Expanding the Benchmark
The most obvious way to make this benchmark more useful is to expand it beyond basic arithmetic, trigonometry, and file I/O. I could also extend the range of languages or variants tested. For example, testing Visual Basic 6 (the last of the pre-.NET versions of VB) would give us an idea how much (if any) of a performance hit the CLR adds to VB. There are other JVMs available to be tested, including the open-source Kaffe and the JVM included with IBM’s SDK (which seems to be stuck at version 1.3 of the Java spec). BEA has an interesting JVM called JRockit which promises performance improvements in certain situations, but unfortunately only works on Windows. GNU’s gcj front-end to gcc allows Java source code to be compiled all the way to executable machine code, but I don’t know how compatible or complete the package is. There are a number of other C compilers available that could be tested (including the highly regarded Intel C compiler), as well as a host of other popular interpreted languages like Perl, PHP, or Ruby. So there’s plenty of room for further investigation.
I am by no means an expert in benchmarking; I launched this project largely as a learning experience and welcome suggestions on how to improve these benchmarks. Just remember the limited ambitions of my tests: I am not trying to test all aspects of a system–just a small subset of the fundamental operations on which all programs are built.
About the author:
Christopher W. Cowell-Shah works in Palo Alto as a consultant for the Accenture Technology Labs (the research & development wing of Accenture). He has an A.B. in computer science from Harvard and a Ph.D. in philosophy from Berkeley. Chris is especially interested in issues in artificial intelligence, human/computer interaction and security. His website is www.cowell-shah.com.
There is an updated version, not maintained by dough, of doughs computer language shootout.
Relaxen und watchen die numbers
http://dada.perl.it/shootout/craps.html
http://dada.perl.it/shootout/craps2craps.html
a rather wellknown bechmarking paper is the Kernighan and Van Wyk micro-benchmarks ( http://www.ccs.neu.edu/home/will/Twobit/KVW/kvwbenchmarks.html ).

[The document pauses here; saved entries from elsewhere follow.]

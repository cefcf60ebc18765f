//! # feed-relay
//!
//! Relays an upstream event stream to plain TCP clients.
//!
//! Records arriving from the upstream subscription are folded into one text
//! frame per batch (each record body followed by CRLF) and written to every
//! connected client. A supervisor polls the subscription's health and
//! transparently replaces it when it stops running.
//!
//! ```text
//!  upstream ──► Supervisor ──► RelayHandler ──► BroadcastSink ──► clients
//!                                                     ▲
//!                 RelayServer ──► ConnectionRegistry ─┘
//! ```
//!
//! # Example
//!
//! ```no_run
//! use std::sync::Arc;
//!
//! use feed_relay::config::RelayConfig;
//! use feed_relay::registry::ConnectionRegistry;
//! use feed_relay::relay::{BroadcastSink, RelayHandler};
//! use feed_relay::server::RelayServer;
//! use feed_relay::stats::RelayMetrics;
//! use feed_relay::supervisor::Supervisor;
//! use feed_relay::upstream::sse::SseConnector;
//!
//! # async fn example() -> feed_relay::Result<()> {
//! let config = RelayConfig::from_env()?;
//! let metrics = Arc::new(RelayMetrics::new());
//! let registry = Arc::new(ConnectionRegistry::new());
//!
//! let server = RelayServer::with_registry(config.server.clone(), registry.clone(), metrics.clone());
//! let sink = BroadcastSink::new(registry).write_timeout(config.server.write_timeout);
//! let handler = Arc::new(RelayHandler::new(sink, metrics.clone()));
//! let supervisor = Supervisor::new(SseConnector::new(config.upstream), handler, config.supervisor);
//!
//! tokio::try_join!(server.run(), supervisor.run())?;
//! # Ok(())
//! # }
//! ```

pub mod config;
pub mod error;
pub mod registry;
pub mod relay;
pub mod server;
pub mod stats;
pub mod supervisor;
pub mod upstream;

pub use config::RelayConfig;
pub use error::{Error, Result};
pub use registry::ConnectionRegistry;
pub use server::{RelayServer, ServerConfig};
pub use supervisor::{Supervisor, SupervisorConfig, SupervisorState};
//! Server configuration

use std::net::SocketAddr;
use std::time::Duration;

use crate::relay::DEFAULT_WRITE_TIMEOUT;

/// Default listening port
pub const DEFAULT_PORT: u16 = 9000;

/// Server configuration options
#[derive(Debug, Clone)]
pub struct ServerConfig {
    /// Address to bind to
    pub bind_addr: SocketAddr,

    /// Enable TCP_NODELAY (disable Nagle's algorithm)
    pub tcp_nodelay: bool,

    /// Per-client write timeout during broadcast
    pub write_timeout: Duration,

    /// Buffer used to drain and discard inbound client bytes
    pub read_buffer_size: usize,
}

impl Default for ServerConfig {
    fn default() -> Self {
        Self {
            bind_addr: SocketAddr::from(([0, 0, 0, 0], DEFAULT_PORT)),
            tcp_nodelay: true,
            write_timeout: DEFAULT_WRITE_TIMEOUT,
            read_buffer_size: 1024,
        }
    }
}

impl ServerConfig {
    /// Create a new config with custom bind address
    pub fn with_addr(addr: SocketAddr) -> Self {
        Self {
            bind_addr: addr,
            ..Default::default()
        }
    }

    /// Set the bind address
    pub fn bind(mut self, addr: SocketAddr) -> Self {
        self.bind_addr = addr;
        self
    }

    /// Set TCP_NODELAY on accepted sockets
    pub fn tcp_nodelay(mut self, enabled: bool) -> Self {
        self.tcp_nodelay = enabled;
        self
    }

    /// Set the per-client write timeout
    pub fn write_timeout(mut self, timeout: Duration) -> Self {
        self.write_timeout = timeout;
        self
    }
}
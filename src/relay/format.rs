//! Frame formatting
//!
//! A frame is the text of every record in a batch, each terminated by CRLF.

use crate::upstream::EventRecord;

/// Record terminator on the wire
pub const RECORD_TERMINATOR: &str = "\r\n";

/// Reduce a batch of records into one frame
///
/// Bodies appear in input order, each followed by CRLF. An empty batch
/// yields an empty frame.
pub fn format_batch(records: &[EventRecord]) -> String {
    let capacity = records
        .iter()
        .map(|r| r.body.len() + RECORD_TERMINATOR.len())
        .sum();

    let mut frame = String::with_capacity(capacity);
    for record in records {
        frame.push_str(&record.body_text());
        frame.push_str(RECORD_TERMINATOR);
    }
    frame
}

#[cfg(test)]
mod tests {
    use super::*;

    #[test]
    fn test_empty_batch() {
        assert_eq!(format_batch(&[]), "");
    }

    #[test]
    fn test_single_record() {
        assert_eq!(format_batch(&[EventRecord::from("hello")]), "hello\r\n");
    }

    #[test]
    fn test_order_preserved() {
        let batch: Vec<EventRecord> = vec!["world".into(), "!".into()];
        assert_eq!(format_batch(&batch), "world\r\n!\r\n");
    }

    #[test]
    fn test_empty_body_still_terminated() {
        let batch: Vec<EventRecord> = vec!["".into(), "x".into()];
        assert_eq!(format_batch(&batch), "\r\nx\r\n");
    }

    #[test]
    fn test_deterministic() {
        let batch: Vec<EventRecord> = vec!["{\"t\":1}".into(), "{\"t\":2}".into()];
        assert_eq!(format_batch(&batch), format_batch(&batch));
        assert_eq!(format_batch(&batch), "{\"t\":1}\r\n{\"t\":2}\r\n");
    }
}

it helped create The Great Computer Language Shootout ( http://www.bagley.org/~doug/shootout ).
bengt
I may be able to help you a touch on understanding why the JDK beats C++ in some cases. It comes down to one of two issues:
(1) Object allocation.
Object allocatio nis highly tuned in java because the goal is to encourage solid object oriented programming which means a LOT of object creation. C allocation of memory and C++ object allocztion tend to be abyssmal. (Although to be fair, MSFT’s C on MSFT”s OS is about the best at it I’ve seen, coming cloe to Java peformance for some tests.)
(2) Optimization
Quite simply there is more information available at run-tiem on exactly how code is going to be used then you have through static analysis at compile time. Hotspot gets its name from the fact that it sports a very sophisticated profiler built into the run-time that analyzes actual code use and comes up with best case optimizations. Some of these optimizations would be impossible at compile time because, although they are based on likely code behavior, they could be dangerous if an optimizer guessed wrong. Being a run-time optimizer however Hotspot can pursue these optimizations and then back them out if it see the critical condition occur.
A key example is what we call “agressive inlining”. Hotspot will in-line any method call for which tehre is only one possible target from the current call site.

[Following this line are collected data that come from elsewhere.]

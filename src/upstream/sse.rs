//! Server-Sent-Events upstream
//!
//! Subscribes to `GET {endpoint}/{hub}/events?consumer_group={group}` and
//! turns the event stream into record batches. Events that are already
//! buffered when the handler becomes free are grouped into one batch.
//!
//! Automatic reconnection is disabled: when the stream ends or fails the
//! subscription stops reporting itself as running and the supervisor decides
//! what happens next.

use std::sync::atomic::{AtomicBool, Ordering};
use std::sync::{Arc, Mutex};
use std::time::Duration;

use async_trait::async_trait;
use futures::{Stream, StreamExt};
use reqwest::RequestBuilder;
use reqwest_eventsource::{retry, Event, EventSource};
use tokio::task::{AbortHandle, JoinHandle};

use crate::config::{ConnectionString, DEFAULT_CONSUMER_GROUP};

use super::{
    EventHandler, EventRecord, StartPosition, Subscription, UpstreamClient, UpstreamConnector,
    UpstreamError,
};

/// Default upper bound on records per batch
pub const DEFAULT_MAX_BATCH_SIZE: usize = 256;

/// SSE upstream configuration
#[derive(Debug, Clone)]
pub struct SseConfig {
    /// Endpoint and credentials
    pub connection: ConnectionString,

    /// Name of the event stream to subscribe to
    pub event_hub_name: String,

    /// Consumer group passed to the upstream
    pub consumer_group: String,

    /// Maximum records folded into one batch
    pub max_batch_size: usize,

    /// TCP connect timeout for the HTTP client
    pub connect_timeout: Duration,
}

impl SseConfig {
    pub fn new(connection: ConnectionString, event_hub_name: impl Into<String>) -> Self {
        Self {
            connection,
            event_hub_name: event_hub_name.into(),
            consumer_group: DEFAULT_CONSUMER_GROUP.to_string(),
            max_batch_size: DEFAULT_MAX_BATCH_SIZE,
            connect_timeout: Duration::from_secs(10),
        }
    }

    /// Set the consumer group
    pub fn consumer_group(mut self, group: impl Into<String>) -> Self {
        self.consumer_group = group.into();
        self
    }

    /// Set the maximum batch size (at least 1)
    pub fn max_batch_size(mut self, size: usize) -> Self {
        self.max_batch_size = size.max(1);
        self
    }

    /// Set the connect timeout
    pub fn connect_timeout(mut self, timeout: Duration) -> Self {
        self.connect_timeout = timeout;
        self
    }

    /// URL of the event stream
    pub fn events_url(&self) -> String {
        format!(
            "{}/{}/events",
            self.connection.endpoint,
            self.event_hub_name.trim_matches('/')
        )
    }
}

/// Builds [`SseClient`]s from a fixed configuration
pub struct SseConnector {
    config: SseConfig,
}

impl SseConnector {
    pub fn new(config: SseConfig) -> Self {
        Self { config }
    }
}

#[async_trait]
impl UpstreamConnector for SseConnector {
    type Client = SseClient;

    async fn connect(&self) -> Result<SseClient, UpstreamError> {
        let http = reqwest::Client::builder()
            .connect_timeout(self.config.connect_timeout)
            .build()
            .map_err(|e| UpstreamError::Connect(e.to_string()))?;

        tracing::debug!(url = %self.config.events_url(), "Upstream client created");

        Ok(SseClient {
            http,
            config: self.config.clone(),
            tasks: Mutex::new(Vec::new()),
        })
    }
}

/// HTTP client for an SSE upstream
pub struct SseClient {
    http: reqwest::Client,
    config: SseConfig,
    /// Delivery tasks started by this client, aborted on close
    tasks: Mutex<Vec<AbortHandle>>,
}

impl SseClient {
    fn request(&self, position: &StartPosition) -> RequestBuilder {
        let mut request = self
            .http
            .get(self.config.events_url())
            .query(&[("consumer_group", self.config.consumer_group.as_str())]);

        if let Some(ref key) = self.config.connection.access_key {
            request = request.bearer_auth(key);
        }
        if let StartPosition::After(id) = position {
            request = request.header("Last-Event-ID", id.as_str());
        }

        request
    }
}

#[async_trait]
impl UpstreamClient for SseClient {
    type Subscription = SseSubscription;

    fn subscribe(&self, handler: Arc<dyn EventHandler>, position: StartPosition) -> SseSubscription {
        let request = self.request(&position);
        let running = Arc::new(AtomicBool::new(true));
        let max_batch_size = self.config.max_batch_size;

        let task = tokio::spawn({
            let running = Arc::clone(&running);
            async move {
                run_subscription(request, handler, max_batch_size).await;
                running.store(false, Ordering::SeqCst);
                tracing::debug!("Upstream delivery task finished");
            }
        });

        let mut tasks = self.tasks.lock().unwrap_or_else(|e| e.into_inner());
        tasks.retain(|t| !t.is_finished());
        tasks.push(task.abort_handle());

        SseSubscription {
            running,
            task: Mutex::new(Some(task)),
        }
    }

    async fn close(&self) -> Result<(), UpstreamError> {
        let tasks: Vec<AbortHandle> = self
            .tasks
            .lock()
            .unwrap_or_else(|e| e.into_inner())
            .drain(..)
            .collect();

        for task in tasks {
            task.abort();
        }

        Ok(())
    }
}

/// Live SSE subscription
pub struct SseSubscription {
    running: Arc<AtomicBool>,
    task: Mutex<Option<JoinHandle<()>>>,
}

#[async_trait]
impl Subscription for SseSubscription {
    fn is_running(&self) -> bool {
        self.running.load(Ordering::SeqCst)
    }

    async fn close(&self) -> Result<(), UpstreamError> {
        self.running.store(false, Ordering::SeqCst);

        let task = self.task.lock().unwrap_or_else(|e| e.into_inner()).take();
        if let Some(task) = task {
            task.abort();
            // Cancelled is the expected outcome
            let _ = task.await;
        }

        Ok(())
    }
}

/// One classified item from the event stream
#[derive(Debug)]
pub(crate) enum StreamItem {
    Opened,
    Record(EventRecord),
    Error(UpstreamError),
    Ended,
}

impl From<Result<Event, reqwest_eventsource::Error>> for StreamItem {
    fn from(item: Result<Event, reqwest_eventsource::Error>) -> Self {
        match item {
            Ok(Event::Open) => StreamItem::Opened,
            Ok(Event::Message(message)) => {
                let mut record = EventRecord::new(message.data);
                if !message.id.is_empty() {
                    record = record.with_id(message.id);
                }
                StreamItem::Record(record)
            }
            Err(reqwest_eventsource::Error::StreamEnded) => StreamItem::Ended,
            Err(e) => StreamItem::Error(e.into()),
        }
    }
}

async fn run_subscription(
    request: RequestBuilder,
    handler: Arc<dyn EventHandler>,
    max_batch_size: usize,
) {
    let mut source = match EventSource::new(request) {
        Ok(source) => source,
        Err(e) => {
            handler
                .process_error(UpstreamError::InvalidRequest(e.to_string()))
                .await;
            return;
        }
    };
    source.set_retry_policy(Box::new(retry::Never));

    pump(source.map(StreamItem::from), handler.as_ref(), max_batch_size).await;
}

/// Drive classified stream items into `handler` until the stream finishes
///
/// Records are flushed before any error that follows them so the handler
/// observes upstream order.
pub(crate) async fn pump<S>(items: S, handler: &dyn EventHandler, max_batch_size: usize)
where
    S: Stream<Item = StreamItem>,
{
    let chunks = items.ready_chunks(max_batch_size.max(1));
    futures::pin_mut!(chunks);

    while let Some(chunk) = chunks.next().await {
        let mut records = Vec::with_capacity(chunk.len());
        let mut ended = false;

        for item in chunk {
            match item {
                StreamItem::Opened => tracing::info!("Upstream event stream opened"),
                StreamItem::Record(record) => records.push(record),
                StreamItem::Error(error) => {
                    if !records.is_empty() {
                        handler.process_events(std::mem::take(&mut records)).await;
                    }
                    handler.process_error(error).await;
                }
                StreamItem::Ended => {
                    tracing::info!("Upstream event stream ended");
                    ended = true;
                    break;
                }
            }
        }

        if !records.is_empty() {
            handler.process_events(records).await;
        }
        if ended {
            break;
        }
    }
}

This is done by tracking what the currently loaded class hirearchy is. If the hirearchy changes (through late binding) then those in-lines are backed out.

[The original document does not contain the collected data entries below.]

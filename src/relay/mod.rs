//! Frame formatting and fan-out
//!
//! ```text
//! upstream batch ──► format_batch() ──► BroadcastSink::broadcast() ──► every client
//!                                              │
//!                                              └─ failed write ─► registry.remove_session()
//! ```

pub mod format;
pub mod handler;
pub mod sink;

pub use format::{format_batch, RECORD_TERMINATOR};
pub use handler::RelayHandler;
pub use sink::{BroadcastSink, DEFAULT_WRITE_TIMEOUT};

This means that Java can effectively get rid of all v-table
calls except those where the call site actually is poly-morphic.
I expected plenty of comments and criticism, and you folks didn’t disappoint! I do appreciate all of the suggestions on how to improve the benchmark. I’d like to respond to the questions or criticisms that either arose most often or that seem most significant. Some of the comments point to real methodological flaws, while others seem to come from a lack of understanding about what I was trying to achieve (which is probably my fault for not being clearer). Many of the complaints could have been avoided if I had included more detailed explanations of my testing procedures and their justifications, but I didn’t want the article to get too long or too dry. So in no particular order, here we go…
Why didn’t you include my favorite language? It’s [faster|newer|cooler] than any of the languages you picked.
I had to limit the number of languages somehow, so I put together what I hoped was a representative selection of the major languages in use today. Also, I had limited time and limited skills. Sure I could have added Perl or Fortran or whatever, but then I would have had to learn enough Perl or Fortran to code the benchmark. Before starting this project, the only language I knew well enough to code even this simple benchmark in was Java/J#. Besides, if anyone is really interested in seeing how AppleScript, Standard ML of New Jersey, or Visual C# running on Mono compare, I invite you to adapt my code and run it yourself. Porting over the benchmark should be trivial if you already know the language, and I’d love to see more results (particularly if you use Lisp, Forth, Perl, or Ruby).
Why not use other C compilers? There are a ton of them out there.
See above.
Why didn’t you test on AMD hardware, or on a Solaris box?
The only machine I had ready access to was my trusty P4 laptop.
The GCC C code is going to run faster in a POSIX environment, linked to glibc instead of Windows libraries. Why didn’t you run it on Linux?
Lack of time, lack of space on my hard drive to dual-boot even a minimal Linux distro. I did run the gcc code within Cygwin, linked to the Cygwin libraries (I assume Cygwin uses glibc, but don’t know for sure). I didn’t post those results since they were nearly identical to the results of the gcc code linked to Windows libraries, but in retrospect I should have included them in my report.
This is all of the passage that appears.